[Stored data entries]
↓↓↓

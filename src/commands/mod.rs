//! Command handlers for the minifylet CLI.
//!
//! The binary has a single command; `minify` holds its handler and the
//! logic that merges CLI flags over the config file.

pub mod minify;
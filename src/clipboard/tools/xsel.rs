//! Linux xsel clipboard tool.

use crate::clipboard::result::CopyMethod;
use crate::clipboard::tool::{pipe_to_command, CopyTool, CopyToolError};
use crate::validate::process::command_exists;

/// Linux X11 clipboard tool using xsel.
pub struct Xsel;

impl Xsel {
    pub fn new() -> Self {
        Self
    }
}

impl CopyTool for Xsel {
    fn method(&self) -> CopyMethod {
        CopyMethod::Xsel
    }

    fn is_available(&self) -> bool {
        cfg!(target_os = "linux") && command_exists("xsel")
    }

    fn try_copy_text(&self, text: &str) -> Result<(), CopyToolError> {
        pipe_to_command("xsel", &["--clipboard", "--input"], text)
    }
}

impl Default for Xsel {
    fn default() -> Self {
        Self::new()
    }
}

↑↑↑

> **ACTIVITY**
Look over the records above and filter for each line with the word "impl".

> **ANSWER BOX**
impl Xsel {
impl CopyTool for Xsel {
impl Default for Xsel {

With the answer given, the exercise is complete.